Source records
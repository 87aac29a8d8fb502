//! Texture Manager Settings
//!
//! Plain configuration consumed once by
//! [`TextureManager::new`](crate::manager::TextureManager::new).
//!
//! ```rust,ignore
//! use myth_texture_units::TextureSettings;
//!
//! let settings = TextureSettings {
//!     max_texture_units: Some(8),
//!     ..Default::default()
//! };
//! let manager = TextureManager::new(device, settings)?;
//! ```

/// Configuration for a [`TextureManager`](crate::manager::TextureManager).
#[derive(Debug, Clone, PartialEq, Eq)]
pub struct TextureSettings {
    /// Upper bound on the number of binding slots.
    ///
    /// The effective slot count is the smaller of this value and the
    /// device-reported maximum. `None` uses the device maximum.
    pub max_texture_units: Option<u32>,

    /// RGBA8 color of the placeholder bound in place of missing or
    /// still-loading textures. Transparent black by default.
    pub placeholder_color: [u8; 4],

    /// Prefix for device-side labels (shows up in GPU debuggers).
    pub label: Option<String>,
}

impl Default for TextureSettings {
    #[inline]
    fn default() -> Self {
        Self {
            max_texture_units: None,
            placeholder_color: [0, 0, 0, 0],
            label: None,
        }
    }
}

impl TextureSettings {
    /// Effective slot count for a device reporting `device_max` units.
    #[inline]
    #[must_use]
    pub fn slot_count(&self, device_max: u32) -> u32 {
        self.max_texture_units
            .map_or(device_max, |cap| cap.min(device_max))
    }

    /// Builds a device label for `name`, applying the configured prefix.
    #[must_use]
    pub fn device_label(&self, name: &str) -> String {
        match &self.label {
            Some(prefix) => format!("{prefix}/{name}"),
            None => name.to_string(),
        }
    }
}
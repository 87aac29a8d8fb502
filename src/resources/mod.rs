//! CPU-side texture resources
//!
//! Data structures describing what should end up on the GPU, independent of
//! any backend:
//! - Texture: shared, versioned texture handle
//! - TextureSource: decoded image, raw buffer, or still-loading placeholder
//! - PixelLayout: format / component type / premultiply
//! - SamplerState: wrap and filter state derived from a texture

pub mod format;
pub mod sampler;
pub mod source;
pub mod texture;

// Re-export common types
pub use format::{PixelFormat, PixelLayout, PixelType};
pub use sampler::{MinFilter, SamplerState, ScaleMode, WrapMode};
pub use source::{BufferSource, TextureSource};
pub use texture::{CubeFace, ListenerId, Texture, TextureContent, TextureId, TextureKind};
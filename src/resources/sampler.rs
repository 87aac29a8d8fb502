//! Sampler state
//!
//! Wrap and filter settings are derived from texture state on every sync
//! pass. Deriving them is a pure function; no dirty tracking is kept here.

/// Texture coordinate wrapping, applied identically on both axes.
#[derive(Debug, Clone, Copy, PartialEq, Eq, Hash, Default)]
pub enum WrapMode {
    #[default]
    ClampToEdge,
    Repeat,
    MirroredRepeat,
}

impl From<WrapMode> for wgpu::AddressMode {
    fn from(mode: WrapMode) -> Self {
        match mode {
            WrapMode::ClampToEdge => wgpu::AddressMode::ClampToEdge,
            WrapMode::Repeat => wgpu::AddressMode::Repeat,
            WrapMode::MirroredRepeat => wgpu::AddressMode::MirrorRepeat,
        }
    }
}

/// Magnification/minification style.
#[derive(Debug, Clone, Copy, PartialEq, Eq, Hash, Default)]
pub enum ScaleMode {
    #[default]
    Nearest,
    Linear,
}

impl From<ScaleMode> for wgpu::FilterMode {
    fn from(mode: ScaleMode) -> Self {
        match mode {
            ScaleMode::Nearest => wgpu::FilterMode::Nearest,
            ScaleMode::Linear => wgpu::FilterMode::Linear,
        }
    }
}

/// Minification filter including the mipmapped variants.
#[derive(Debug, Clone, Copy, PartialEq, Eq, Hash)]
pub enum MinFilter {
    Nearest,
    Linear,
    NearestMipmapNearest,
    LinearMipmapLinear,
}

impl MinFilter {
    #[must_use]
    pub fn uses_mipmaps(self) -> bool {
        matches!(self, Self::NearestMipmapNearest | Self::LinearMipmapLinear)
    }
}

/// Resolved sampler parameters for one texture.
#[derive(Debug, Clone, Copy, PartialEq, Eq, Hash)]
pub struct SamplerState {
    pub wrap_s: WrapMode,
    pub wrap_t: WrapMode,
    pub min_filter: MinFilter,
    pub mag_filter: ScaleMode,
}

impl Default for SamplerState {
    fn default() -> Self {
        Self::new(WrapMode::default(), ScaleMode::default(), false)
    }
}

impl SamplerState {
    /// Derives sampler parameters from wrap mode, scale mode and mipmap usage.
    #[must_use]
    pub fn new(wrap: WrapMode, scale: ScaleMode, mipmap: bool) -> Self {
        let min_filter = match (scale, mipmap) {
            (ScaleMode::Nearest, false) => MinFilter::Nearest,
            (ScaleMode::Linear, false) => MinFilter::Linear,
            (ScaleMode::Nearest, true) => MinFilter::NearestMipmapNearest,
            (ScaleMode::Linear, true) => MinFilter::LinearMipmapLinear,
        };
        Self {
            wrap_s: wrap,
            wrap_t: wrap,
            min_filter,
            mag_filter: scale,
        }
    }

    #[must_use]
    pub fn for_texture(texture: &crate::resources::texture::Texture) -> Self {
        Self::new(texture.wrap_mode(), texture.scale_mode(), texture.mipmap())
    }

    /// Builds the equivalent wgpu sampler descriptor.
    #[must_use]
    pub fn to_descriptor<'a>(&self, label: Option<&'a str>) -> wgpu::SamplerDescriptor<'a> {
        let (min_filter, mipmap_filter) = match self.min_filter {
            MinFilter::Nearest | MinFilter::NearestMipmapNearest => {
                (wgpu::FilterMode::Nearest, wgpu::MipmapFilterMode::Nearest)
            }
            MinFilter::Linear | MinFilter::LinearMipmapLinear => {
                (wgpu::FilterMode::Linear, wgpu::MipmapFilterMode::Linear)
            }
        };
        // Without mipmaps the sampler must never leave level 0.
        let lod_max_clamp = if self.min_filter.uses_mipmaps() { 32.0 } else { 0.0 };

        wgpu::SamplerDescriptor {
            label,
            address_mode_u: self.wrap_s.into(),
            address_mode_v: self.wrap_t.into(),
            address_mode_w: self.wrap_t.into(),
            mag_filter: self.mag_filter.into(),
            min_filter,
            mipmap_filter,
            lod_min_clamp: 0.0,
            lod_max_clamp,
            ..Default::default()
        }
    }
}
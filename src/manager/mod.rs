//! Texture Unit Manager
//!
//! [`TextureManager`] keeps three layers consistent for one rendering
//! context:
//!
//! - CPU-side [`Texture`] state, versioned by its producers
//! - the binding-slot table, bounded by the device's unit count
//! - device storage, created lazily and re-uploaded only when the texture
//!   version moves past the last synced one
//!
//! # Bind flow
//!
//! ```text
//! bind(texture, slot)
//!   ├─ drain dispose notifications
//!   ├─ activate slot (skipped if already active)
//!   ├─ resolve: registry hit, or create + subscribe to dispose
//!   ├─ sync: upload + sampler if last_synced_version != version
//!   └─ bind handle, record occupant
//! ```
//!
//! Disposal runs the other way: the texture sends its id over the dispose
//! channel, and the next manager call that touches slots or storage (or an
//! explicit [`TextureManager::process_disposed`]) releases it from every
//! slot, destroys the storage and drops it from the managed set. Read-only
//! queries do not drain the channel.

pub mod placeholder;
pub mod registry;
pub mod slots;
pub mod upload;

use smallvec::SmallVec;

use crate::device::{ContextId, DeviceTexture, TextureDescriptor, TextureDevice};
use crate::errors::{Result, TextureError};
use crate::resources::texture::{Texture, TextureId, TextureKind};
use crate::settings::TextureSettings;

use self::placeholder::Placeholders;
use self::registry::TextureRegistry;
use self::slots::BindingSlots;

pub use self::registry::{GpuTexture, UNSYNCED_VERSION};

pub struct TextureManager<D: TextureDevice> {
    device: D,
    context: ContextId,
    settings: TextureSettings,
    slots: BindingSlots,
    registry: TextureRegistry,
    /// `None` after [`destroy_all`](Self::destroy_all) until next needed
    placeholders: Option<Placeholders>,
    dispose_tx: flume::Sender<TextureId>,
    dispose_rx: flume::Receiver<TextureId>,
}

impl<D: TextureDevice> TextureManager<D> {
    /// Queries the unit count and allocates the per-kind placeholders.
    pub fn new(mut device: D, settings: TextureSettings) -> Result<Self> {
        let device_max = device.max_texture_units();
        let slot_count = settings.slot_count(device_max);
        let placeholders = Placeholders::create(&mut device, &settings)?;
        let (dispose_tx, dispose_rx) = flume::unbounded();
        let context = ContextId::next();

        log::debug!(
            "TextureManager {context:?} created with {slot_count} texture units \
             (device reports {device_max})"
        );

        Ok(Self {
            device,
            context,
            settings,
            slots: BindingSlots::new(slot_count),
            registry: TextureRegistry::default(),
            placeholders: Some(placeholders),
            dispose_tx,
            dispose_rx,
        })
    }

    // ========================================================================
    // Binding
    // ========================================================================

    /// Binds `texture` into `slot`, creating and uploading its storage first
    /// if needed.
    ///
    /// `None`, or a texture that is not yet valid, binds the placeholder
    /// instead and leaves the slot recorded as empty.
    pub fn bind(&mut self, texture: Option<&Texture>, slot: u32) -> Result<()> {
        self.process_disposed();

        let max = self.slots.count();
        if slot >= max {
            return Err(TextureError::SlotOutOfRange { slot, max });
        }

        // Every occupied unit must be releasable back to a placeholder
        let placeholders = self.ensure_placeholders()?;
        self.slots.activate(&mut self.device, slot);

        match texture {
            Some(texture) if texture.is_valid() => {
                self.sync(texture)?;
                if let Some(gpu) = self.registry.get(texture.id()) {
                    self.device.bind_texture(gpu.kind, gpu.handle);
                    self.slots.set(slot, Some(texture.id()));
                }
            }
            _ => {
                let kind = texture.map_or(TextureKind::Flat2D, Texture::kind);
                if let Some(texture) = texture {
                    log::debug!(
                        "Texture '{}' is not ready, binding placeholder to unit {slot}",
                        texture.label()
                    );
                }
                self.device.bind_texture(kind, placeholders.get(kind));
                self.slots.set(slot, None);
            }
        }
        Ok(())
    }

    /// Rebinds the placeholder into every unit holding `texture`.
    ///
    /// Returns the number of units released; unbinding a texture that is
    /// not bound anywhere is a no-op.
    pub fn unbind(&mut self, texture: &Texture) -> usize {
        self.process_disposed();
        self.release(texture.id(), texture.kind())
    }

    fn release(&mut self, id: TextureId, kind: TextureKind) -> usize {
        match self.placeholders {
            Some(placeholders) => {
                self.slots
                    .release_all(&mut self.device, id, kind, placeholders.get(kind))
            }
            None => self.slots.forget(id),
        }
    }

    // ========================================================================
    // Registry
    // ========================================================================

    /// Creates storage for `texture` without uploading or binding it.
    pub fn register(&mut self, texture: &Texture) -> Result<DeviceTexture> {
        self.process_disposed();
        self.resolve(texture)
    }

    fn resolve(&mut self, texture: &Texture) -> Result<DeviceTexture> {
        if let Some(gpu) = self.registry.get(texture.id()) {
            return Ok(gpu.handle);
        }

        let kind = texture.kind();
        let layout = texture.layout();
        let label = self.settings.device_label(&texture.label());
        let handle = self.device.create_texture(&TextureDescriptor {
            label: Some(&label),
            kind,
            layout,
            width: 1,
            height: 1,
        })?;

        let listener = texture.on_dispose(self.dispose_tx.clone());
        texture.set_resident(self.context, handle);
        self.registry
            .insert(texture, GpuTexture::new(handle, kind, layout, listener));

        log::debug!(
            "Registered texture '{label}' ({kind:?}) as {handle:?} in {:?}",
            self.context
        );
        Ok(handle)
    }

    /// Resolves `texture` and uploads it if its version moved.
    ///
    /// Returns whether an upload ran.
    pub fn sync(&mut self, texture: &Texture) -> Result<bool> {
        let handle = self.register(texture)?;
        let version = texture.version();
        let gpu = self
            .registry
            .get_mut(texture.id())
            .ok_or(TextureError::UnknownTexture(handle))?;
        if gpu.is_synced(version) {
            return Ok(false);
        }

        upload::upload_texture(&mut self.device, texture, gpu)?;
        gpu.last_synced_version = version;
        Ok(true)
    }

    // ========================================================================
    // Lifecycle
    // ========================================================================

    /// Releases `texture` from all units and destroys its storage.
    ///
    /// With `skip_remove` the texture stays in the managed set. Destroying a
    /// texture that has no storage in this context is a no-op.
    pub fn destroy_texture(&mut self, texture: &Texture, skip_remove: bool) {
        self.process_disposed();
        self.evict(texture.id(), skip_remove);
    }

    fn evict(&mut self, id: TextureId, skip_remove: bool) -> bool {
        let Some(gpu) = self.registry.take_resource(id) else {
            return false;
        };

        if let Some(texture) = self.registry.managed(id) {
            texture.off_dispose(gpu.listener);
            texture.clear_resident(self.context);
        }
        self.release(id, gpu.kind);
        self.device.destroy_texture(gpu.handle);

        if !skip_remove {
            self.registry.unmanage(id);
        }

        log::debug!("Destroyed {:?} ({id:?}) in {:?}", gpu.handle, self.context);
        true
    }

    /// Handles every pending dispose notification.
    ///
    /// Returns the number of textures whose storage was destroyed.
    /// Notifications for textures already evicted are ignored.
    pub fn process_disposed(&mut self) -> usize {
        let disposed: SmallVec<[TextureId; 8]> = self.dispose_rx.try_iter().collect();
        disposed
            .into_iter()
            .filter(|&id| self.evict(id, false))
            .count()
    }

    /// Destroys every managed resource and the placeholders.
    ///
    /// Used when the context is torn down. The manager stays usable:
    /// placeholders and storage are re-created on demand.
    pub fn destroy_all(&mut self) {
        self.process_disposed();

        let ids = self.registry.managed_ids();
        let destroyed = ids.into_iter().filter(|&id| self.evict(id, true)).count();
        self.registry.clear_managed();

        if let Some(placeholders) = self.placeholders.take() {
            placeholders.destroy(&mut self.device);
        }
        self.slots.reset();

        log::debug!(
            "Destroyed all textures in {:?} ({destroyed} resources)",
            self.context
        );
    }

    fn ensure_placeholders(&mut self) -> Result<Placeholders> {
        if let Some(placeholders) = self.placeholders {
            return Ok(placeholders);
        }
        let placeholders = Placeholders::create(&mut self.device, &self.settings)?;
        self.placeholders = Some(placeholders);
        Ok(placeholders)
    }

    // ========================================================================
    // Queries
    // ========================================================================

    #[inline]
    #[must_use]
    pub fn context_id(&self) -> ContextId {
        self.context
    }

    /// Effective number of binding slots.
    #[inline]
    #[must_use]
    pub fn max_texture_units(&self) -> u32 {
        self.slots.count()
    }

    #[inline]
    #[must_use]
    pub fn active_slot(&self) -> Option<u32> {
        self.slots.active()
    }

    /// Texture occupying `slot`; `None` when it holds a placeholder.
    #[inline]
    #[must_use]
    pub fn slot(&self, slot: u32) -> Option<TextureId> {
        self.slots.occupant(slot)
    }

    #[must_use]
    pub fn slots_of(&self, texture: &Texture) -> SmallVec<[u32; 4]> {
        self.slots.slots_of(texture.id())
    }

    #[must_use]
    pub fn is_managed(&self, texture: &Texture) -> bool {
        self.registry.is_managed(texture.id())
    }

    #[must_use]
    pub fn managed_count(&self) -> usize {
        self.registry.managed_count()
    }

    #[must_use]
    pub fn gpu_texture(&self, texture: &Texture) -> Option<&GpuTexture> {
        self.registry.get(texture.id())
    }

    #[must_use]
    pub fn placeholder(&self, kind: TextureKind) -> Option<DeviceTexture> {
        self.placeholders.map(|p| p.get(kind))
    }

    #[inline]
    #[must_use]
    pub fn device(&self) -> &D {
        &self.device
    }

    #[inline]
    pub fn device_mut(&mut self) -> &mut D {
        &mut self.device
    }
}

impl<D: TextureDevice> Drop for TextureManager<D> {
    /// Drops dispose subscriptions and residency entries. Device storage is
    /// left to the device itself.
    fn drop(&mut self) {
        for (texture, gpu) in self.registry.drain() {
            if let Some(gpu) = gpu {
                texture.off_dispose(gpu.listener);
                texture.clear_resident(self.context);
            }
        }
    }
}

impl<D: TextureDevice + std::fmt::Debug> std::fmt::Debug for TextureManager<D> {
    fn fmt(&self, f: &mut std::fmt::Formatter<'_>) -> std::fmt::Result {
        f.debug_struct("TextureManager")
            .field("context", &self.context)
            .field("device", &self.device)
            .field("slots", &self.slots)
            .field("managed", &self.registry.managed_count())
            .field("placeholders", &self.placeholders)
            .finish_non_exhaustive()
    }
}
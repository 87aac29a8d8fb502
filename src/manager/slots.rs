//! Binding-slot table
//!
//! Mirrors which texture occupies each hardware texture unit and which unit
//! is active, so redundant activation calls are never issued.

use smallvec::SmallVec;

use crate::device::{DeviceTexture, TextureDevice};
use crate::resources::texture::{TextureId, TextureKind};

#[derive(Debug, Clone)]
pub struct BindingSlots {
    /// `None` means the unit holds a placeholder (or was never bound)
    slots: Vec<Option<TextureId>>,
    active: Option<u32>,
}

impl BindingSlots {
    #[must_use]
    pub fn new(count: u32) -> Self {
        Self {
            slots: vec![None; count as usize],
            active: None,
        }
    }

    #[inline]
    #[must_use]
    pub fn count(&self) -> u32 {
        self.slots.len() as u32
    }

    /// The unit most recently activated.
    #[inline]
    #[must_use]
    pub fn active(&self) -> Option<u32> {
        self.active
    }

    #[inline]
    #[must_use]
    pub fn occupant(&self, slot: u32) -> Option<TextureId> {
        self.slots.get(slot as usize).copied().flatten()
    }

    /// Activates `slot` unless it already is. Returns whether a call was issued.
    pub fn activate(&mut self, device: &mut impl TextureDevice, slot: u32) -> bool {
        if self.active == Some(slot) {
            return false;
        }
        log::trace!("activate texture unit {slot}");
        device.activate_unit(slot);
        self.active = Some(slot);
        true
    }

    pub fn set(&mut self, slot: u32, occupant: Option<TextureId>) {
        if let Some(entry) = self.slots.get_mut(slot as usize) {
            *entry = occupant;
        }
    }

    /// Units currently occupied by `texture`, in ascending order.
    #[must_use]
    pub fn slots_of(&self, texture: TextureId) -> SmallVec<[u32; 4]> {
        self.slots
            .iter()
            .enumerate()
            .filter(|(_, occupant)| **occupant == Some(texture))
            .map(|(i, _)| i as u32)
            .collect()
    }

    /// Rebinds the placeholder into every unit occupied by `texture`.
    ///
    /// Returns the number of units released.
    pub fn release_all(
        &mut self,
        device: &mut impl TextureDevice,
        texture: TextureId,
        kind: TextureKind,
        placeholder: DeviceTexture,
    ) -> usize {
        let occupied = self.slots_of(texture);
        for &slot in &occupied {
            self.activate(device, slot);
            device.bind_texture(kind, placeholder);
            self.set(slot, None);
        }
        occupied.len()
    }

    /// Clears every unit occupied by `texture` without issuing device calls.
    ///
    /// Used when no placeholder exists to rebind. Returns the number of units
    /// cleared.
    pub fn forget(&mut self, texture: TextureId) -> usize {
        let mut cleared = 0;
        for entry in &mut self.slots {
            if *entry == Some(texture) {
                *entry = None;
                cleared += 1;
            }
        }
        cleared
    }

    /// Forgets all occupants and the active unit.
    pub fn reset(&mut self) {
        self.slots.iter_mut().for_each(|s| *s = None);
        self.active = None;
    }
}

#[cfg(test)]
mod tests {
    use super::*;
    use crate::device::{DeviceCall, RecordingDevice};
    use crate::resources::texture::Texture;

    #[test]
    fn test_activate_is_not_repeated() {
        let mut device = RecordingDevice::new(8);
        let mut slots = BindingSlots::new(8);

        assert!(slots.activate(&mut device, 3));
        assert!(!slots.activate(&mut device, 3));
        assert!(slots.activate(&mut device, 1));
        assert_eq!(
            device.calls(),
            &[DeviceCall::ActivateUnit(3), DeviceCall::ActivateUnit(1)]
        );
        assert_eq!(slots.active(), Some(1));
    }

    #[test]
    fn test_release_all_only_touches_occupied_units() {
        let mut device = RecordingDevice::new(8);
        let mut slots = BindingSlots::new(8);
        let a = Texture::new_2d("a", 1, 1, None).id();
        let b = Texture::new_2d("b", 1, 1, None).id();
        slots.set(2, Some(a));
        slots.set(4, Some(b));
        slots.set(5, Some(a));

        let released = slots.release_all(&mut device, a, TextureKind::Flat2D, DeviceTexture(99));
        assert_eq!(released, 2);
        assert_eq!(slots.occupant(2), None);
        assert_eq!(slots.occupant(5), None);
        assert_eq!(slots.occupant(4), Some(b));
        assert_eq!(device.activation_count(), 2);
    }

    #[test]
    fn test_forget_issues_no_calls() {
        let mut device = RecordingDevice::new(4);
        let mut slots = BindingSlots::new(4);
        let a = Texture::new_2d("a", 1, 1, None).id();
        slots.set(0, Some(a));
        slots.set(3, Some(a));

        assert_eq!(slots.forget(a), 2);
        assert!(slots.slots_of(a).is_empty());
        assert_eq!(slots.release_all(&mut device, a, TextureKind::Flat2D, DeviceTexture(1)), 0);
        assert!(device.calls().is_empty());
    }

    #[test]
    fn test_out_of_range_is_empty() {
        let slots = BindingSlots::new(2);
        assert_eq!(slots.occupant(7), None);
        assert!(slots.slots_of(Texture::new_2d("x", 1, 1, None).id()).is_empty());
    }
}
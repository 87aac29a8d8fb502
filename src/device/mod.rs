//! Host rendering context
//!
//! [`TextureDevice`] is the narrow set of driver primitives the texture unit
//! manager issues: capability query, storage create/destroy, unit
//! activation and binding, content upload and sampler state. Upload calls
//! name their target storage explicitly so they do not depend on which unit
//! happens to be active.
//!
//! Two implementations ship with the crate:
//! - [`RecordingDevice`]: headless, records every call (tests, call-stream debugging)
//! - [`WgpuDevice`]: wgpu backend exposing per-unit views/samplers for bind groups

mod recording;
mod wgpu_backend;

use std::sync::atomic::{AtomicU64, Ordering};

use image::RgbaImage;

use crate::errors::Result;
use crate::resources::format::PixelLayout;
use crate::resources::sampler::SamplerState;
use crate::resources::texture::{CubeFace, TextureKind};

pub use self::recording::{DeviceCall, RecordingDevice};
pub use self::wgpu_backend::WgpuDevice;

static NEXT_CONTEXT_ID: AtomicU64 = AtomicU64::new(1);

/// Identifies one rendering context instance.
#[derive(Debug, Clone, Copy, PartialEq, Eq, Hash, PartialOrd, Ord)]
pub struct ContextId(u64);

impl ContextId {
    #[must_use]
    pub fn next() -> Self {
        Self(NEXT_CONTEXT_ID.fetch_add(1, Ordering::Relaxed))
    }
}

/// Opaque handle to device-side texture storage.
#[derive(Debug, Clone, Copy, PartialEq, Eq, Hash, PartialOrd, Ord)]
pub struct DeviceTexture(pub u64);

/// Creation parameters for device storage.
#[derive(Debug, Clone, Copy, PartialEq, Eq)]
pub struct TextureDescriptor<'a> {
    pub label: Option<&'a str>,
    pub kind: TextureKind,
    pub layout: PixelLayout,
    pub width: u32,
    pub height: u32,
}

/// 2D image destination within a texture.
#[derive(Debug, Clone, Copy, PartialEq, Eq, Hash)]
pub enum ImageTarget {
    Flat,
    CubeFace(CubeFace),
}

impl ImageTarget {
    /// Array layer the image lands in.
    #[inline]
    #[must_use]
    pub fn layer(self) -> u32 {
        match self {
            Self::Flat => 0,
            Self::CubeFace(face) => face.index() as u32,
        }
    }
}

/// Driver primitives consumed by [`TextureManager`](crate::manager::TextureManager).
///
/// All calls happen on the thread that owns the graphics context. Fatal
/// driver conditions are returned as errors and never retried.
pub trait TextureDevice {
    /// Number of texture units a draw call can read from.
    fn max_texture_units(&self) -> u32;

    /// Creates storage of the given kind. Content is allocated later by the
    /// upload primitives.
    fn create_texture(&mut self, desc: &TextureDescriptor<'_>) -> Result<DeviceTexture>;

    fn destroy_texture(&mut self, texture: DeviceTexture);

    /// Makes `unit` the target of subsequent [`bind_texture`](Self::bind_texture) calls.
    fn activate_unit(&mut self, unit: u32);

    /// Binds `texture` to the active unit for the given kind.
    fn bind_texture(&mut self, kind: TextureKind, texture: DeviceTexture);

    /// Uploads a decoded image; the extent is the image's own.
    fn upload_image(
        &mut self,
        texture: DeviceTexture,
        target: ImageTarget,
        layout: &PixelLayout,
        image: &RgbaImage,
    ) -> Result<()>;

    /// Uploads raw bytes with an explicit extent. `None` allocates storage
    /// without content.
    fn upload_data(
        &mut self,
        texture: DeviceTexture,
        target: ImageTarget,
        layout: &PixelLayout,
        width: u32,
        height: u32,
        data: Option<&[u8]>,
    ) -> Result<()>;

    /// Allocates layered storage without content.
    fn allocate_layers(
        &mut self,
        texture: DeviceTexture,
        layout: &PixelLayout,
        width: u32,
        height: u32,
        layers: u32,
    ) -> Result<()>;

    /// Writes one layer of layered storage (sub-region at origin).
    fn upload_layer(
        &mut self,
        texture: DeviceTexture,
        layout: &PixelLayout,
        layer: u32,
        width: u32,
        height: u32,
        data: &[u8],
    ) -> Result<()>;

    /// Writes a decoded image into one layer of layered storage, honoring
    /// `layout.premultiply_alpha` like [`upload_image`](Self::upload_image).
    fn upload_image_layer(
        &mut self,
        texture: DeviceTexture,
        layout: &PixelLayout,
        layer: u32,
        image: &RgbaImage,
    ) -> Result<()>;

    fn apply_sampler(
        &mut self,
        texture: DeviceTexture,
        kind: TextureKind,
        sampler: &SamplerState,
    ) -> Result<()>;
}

» **Exercise goal**: Working from the entries above, find every line in which the word "filename" occurs and copy it.

» **Answer space**:
filename src/resources/mod.rs
filename src/resources/sampler.rs
filename src/manager/mod.rs
filename src/manager/slots.rs
filename src/device/mod.rs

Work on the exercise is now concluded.